* _TASK DIRECTIONS_
Repeat exactly, and only, the lines of the entries below from the one with "and abstract detection" through the one with "pub struct ClientOrigin(pub String);", both ends included.

* _DATASET ENTRIES_
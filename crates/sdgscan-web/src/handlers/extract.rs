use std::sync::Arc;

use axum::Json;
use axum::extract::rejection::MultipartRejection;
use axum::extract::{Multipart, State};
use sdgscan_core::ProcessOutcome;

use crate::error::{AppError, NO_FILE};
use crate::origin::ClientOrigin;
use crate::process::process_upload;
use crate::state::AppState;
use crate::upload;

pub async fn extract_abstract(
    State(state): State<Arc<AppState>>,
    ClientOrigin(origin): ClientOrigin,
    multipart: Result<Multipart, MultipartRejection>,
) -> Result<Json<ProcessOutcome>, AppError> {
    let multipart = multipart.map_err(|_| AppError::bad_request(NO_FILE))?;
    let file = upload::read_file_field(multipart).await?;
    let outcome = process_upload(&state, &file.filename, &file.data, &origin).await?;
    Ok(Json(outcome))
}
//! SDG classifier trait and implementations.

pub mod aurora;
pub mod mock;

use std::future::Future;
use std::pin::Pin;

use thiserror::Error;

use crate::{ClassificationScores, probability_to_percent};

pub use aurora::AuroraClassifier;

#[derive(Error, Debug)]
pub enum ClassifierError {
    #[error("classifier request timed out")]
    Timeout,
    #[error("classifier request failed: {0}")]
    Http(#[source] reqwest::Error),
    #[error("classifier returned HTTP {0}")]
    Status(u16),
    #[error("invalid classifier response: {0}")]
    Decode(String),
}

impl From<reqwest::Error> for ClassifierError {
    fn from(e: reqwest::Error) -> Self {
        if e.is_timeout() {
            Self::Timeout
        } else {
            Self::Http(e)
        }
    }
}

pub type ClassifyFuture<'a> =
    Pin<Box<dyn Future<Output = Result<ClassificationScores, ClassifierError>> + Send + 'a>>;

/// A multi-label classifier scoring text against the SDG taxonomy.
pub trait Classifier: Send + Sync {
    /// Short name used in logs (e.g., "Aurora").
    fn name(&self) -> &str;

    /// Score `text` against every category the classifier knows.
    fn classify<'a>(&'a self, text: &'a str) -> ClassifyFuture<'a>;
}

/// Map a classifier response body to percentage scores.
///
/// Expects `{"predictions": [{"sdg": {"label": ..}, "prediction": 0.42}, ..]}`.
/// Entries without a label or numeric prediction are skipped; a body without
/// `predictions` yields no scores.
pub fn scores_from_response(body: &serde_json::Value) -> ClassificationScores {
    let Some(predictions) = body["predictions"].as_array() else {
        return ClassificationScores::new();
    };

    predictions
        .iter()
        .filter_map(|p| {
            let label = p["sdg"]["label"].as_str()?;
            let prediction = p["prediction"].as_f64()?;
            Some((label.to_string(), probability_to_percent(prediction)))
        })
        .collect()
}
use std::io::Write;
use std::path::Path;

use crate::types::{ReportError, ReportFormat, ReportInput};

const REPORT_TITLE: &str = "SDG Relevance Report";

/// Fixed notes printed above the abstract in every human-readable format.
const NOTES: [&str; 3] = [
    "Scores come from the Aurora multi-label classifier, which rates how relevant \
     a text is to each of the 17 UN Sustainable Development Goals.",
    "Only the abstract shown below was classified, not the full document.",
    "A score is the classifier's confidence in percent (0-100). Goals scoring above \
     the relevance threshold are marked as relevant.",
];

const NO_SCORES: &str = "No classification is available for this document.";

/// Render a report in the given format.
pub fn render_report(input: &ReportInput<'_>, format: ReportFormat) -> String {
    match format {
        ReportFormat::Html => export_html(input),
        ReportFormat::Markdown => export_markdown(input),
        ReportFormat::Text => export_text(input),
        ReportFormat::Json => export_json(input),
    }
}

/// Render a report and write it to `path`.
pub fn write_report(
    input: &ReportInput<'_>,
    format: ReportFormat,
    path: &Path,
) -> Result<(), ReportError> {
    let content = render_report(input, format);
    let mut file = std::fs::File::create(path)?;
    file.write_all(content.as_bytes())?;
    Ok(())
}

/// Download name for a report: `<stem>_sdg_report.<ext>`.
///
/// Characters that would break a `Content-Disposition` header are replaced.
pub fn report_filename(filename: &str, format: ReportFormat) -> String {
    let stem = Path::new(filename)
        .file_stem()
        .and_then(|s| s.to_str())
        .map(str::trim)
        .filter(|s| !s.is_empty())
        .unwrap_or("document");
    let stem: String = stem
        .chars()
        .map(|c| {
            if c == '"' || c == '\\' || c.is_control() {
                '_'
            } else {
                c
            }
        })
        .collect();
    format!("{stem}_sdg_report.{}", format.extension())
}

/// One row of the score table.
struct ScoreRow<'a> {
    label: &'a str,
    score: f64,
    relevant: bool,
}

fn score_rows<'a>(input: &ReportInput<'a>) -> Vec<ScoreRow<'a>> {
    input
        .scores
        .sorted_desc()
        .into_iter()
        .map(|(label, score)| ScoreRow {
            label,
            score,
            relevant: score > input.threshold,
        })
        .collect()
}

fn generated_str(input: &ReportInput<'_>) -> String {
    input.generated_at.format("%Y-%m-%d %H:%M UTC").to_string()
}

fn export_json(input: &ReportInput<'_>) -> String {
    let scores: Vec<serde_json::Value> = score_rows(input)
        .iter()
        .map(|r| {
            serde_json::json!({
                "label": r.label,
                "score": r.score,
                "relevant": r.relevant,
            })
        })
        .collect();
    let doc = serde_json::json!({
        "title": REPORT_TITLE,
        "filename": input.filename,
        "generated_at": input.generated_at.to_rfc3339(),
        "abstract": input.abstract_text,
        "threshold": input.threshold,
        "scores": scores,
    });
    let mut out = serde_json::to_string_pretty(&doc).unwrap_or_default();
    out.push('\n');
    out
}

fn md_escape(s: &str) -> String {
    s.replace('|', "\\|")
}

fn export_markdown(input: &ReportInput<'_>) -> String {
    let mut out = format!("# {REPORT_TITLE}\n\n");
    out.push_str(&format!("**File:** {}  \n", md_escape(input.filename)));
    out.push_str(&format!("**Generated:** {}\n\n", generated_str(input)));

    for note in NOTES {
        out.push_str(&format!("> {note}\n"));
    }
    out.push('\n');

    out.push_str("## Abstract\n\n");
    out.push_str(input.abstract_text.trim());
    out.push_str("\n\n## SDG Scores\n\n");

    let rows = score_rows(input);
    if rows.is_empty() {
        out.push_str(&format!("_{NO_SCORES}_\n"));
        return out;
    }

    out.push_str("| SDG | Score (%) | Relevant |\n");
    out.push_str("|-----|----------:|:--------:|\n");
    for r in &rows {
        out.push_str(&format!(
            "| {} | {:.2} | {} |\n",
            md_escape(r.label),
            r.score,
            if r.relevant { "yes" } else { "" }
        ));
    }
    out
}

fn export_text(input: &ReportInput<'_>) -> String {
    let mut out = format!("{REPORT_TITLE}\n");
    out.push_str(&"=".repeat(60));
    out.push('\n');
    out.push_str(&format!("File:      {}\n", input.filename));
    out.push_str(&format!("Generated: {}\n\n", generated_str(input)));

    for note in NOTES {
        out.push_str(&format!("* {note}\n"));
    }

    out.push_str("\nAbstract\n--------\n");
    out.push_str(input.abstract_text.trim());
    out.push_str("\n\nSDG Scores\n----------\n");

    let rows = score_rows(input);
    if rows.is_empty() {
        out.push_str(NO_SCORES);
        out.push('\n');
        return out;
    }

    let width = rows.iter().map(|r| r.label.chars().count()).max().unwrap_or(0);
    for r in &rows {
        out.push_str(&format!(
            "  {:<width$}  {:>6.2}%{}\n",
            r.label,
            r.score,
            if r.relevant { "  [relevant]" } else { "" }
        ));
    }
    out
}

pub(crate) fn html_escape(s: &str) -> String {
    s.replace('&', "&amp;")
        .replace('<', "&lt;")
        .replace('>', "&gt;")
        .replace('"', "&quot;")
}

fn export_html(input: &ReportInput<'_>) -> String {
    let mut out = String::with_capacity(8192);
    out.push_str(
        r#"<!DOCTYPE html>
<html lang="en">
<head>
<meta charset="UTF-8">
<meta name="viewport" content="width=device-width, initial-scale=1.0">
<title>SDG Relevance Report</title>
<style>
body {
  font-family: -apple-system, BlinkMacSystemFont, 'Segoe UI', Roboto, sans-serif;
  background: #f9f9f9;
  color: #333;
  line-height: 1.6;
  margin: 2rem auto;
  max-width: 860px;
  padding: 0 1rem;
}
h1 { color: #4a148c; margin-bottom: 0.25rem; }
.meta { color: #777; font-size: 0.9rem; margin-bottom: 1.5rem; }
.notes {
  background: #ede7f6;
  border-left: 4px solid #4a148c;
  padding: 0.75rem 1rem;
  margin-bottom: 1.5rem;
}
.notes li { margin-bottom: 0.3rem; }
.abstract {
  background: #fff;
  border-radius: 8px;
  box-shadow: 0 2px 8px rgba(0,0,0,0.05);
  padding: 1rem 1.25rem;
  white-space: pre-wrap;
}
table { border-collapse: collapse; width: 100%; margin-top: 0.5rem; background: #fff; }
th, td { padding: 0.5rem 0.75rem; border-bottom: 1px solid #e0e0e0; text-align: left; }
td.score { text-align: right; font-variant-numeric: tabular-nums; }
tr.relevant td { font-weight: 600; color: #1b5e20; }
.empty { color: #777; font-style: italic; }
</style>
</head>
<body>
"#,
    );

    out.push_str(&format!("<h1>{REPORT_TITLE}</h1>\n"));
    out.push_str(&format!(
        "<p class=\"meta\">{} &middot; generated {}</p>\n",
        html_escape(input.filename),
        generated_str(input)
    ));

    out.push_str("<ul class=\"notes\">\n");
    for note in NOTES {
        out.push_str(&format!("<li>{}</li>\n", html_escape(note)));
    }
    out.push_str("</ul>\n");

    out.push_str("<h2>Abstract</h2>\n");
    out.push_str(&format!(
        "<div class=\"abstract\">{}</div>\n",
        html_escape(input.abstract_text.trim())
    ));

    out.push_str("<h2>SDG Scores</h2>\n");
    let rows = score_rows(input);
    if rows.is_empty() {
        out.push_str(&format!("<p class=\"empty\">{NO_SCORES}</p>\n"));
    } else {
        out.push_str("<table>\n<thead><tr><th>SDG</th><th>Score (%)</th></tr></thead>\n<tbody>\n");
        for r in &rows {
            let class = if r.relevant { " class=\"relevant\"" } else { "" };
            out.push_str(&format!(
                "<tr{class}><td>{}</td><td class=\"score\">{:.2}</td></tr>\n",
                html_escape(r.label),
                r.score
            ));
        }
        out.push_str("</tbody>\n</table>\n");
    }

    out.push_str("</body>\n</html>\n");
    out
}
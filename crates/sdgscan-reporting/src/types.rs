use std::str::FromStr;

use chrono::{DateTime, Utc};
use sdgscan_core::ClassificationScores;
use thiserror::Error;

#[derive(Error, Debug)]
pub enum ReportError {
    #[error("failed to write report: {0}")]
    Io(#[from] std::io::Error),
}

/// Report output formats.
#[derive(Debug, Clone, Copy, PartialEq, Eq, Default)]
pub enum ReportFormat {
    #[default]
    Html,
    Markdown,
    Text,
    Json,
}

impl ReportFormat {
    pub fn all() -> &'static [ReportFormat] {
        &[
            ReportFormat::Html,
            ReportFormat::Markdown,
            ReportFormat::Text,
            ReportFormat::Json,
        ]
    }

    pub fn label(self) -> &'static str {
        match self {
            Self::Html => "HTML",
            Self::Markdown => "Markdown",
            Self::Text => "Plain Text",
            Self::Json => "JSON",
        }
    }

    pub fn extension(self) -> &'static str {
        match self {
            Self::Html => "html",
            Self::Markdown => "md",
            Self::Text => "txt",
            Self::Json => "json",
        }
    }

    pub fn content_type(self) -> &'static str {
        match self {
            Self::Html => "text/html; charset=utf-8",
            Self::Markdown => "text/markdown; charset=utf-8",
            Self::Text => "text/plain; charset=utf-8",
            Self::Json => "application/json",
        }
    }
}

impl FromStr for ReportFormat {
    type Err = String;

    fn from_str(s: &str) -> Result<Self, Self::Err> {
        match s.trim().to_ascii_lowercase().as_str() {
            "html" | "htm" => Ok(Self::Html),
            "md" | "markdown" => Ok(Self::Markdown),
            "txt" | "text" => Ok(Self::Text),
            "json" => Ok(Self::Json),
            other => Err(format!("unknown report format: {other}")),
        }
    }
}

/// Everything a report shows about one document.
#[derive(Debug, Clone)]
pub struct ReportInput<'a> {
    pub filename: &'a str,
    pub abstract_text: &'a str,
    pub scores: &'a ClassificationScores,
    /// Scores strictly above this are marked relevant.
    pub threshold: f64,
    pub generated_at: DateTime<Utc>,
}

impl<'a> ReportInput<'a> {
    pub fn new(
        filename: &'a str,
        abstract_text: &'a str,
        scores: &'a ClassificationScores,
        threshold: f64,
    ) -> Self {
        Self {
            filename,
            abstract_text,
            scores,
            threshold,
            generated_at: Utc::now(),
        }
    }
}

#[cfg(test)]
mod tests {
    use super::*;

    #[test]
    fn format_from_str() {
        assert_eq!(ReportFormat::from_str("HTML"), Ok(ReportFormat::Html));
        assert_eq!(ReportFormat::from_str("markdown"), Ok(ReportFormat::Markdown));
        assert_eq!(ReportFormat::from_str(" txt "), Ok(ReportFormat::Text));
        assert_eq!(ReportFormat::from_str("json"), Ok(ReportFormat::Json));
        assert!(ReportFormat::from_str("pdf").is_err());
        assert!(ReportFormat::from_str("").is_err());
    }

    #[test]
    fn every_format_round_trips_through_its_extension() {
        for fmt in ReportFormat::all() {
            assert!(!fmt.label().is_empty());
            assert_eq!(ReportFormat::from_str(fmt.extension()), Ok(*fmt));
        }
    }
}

---

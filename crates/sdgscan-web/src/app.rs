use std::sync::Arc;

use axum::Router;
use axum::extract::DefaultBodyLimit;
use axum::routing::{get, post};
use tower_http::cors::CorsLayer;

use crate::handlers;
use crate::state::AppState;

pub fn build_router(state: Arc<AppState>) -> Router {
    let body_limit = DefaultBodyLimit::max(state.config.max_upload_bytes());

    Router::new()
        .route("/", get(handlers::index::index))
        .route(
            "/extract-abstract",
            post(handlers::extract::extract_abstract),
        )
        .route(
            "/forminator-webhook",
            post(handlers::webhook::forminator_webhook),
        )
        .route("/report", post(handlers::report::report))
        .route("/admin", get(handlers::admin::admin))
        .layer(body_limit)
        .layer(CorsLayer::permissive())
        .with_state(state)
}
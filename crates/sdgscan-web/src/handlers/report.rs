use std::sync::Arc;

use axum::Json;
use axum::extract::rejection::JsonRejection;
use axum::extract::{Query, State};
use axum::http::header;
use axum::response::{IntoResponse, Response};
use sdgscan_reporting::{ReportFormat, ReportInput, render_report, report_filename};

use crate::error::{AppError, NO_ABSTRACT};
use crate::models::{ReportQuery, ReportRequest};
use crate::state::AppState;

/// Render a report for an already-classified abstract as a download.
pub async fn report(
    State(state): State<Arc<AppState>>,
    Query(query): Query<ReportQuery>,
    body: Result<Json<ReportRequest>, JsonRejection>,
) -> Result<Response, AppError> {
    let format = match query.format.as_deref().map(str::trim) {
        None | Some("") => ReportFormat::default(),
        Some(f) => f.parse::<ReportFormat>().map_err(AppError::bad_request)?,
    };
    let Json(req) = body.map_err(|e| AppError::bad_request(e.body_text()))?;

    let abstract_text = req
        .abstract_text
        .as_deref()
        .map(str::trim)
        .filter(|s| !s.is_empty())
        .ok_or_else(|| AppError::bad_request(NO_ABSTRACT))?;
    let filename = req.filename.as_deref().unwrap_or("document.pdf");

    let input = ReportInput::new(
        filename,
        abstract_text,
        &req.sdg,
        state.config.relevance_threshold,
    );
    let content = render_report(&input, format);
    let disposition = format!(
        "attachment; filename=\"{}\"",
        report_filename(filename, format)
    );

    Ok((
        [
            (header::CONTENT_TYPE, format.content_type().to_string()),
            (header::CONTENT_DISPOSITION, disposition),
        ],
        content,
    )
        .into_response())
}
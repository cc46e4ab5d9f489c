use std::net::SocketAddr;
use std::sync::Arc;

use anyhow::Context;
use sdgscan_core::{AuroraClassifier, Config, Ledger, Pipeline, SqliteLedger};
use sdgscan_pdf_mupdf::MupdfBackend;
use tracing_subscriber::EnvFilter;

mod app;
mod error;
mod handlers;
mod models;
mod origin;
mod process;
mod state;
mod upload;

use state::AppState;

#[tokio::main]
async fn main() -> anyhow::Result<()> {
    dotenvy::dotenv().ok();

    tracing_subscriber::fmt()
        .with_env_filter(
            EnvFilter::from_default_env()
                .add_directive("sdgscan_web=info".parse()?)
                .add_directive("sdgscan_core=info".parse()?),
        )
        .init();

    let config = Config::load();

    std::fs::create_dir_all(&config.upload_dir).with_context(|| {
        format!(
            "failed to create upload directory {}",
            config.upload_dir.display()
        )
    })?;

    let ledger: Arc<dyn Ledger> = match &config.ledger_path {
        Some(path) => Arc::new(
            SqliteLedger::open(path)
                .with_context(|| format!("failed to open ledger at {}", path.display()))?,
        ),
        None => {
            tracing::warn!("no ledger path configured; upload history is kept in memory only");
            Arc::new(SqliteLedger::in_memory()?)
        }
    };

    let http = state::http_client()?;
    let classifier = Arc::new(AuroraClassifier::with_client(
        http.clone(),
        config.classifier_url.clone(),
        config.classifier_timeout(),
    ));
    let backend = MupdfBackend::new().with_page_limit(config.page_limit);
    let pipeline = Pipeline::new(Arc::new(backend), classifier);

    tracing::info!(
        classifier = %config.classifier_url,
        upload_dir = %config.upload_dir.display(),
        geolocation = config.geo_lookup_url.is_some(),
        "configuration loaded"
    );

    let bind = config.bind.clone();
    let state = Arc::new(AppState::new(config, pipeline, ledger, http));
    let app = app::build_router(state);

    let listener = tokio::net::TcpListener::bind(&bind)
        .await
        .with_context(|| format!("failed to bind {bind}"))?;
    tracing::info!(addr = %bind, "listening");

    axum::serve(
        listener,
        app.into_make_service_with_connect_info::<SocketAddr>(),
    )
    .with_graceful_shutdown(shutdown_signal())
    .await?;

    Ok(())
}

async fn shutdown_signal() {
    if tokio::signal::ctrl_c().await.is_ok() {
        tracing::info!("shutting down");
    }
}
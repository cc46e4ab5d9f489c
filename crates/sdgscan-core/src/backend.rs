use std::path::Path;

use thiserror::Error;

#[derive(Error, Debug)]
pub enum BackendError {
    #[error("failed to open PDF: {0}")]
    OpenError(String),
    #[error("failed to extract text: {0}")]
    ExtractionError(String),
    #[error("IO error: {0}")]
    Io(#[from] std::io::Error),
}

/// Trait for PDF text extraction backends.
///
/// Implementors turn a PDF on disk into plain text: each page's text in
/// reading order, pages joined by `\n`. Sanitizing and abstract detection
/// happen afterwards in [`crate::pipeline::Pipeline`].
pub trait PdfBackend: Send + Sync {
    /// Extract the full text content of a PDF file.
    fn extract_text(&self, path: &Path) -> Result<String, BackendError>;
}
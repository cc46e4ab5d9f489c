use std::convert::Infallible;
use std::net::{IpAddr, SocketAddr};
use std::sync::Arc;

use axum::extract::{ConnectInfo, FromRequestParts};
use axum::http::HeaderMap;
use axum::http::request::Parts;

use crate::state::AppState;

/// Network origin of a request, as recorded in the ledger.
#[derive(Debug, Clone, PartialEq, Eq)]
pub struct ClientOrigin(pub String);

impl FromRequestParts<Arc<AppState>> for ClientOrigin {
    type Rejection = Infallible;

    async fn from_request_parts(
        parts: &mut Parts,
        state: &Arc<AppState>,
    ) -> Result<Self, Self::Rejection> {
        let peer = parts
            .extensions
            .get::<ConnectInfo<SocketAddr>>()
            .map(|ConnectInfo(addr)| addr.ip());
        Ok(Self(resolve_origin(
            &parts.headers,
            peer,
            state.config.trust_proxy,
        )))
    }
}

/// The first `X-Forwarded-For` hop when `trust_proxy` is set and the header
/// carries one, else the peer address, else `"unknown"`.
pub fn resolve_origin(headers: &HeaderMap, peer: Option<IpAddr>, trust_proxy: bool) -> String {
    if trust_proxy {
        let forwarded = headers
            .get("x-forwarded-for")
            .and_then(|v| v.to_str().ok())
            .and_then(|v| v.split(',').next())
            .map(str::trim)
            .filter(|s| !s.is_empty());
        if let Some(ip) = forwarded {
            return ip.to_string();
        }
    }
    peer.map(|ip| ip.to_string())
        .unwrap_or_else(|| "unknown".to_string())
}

* _TASK RESPONSE_
/// reading order, pages joined by `\n`. Sanitizing and abstract detection
/// happen afterwards in [`crate::pipeline::Pipeline`].
pub trait PdfBackend: Send + Sync {
    /// Extract the full text content of a PDF file.
    fn extract_text(&self, path: &Path) -> Result<String, BackendError>;
}
repository cc46e4ab5d9f489c
use std::convert::Infallible;
use std::net::{IpAddr, SocketAddr};
use std::sync::Arc;

use axum::extract::{ConnectInfo, FromRequestParts};
use axum::http::HeaderMap;
use axum::http::request::Parts;

use crate::state::AppState;

/// Network origin of a request, as recorded in the ledger.
#[derive(Debug, Clone, PartialEq, Eq)]
pub struct ClientOrigin(pub String);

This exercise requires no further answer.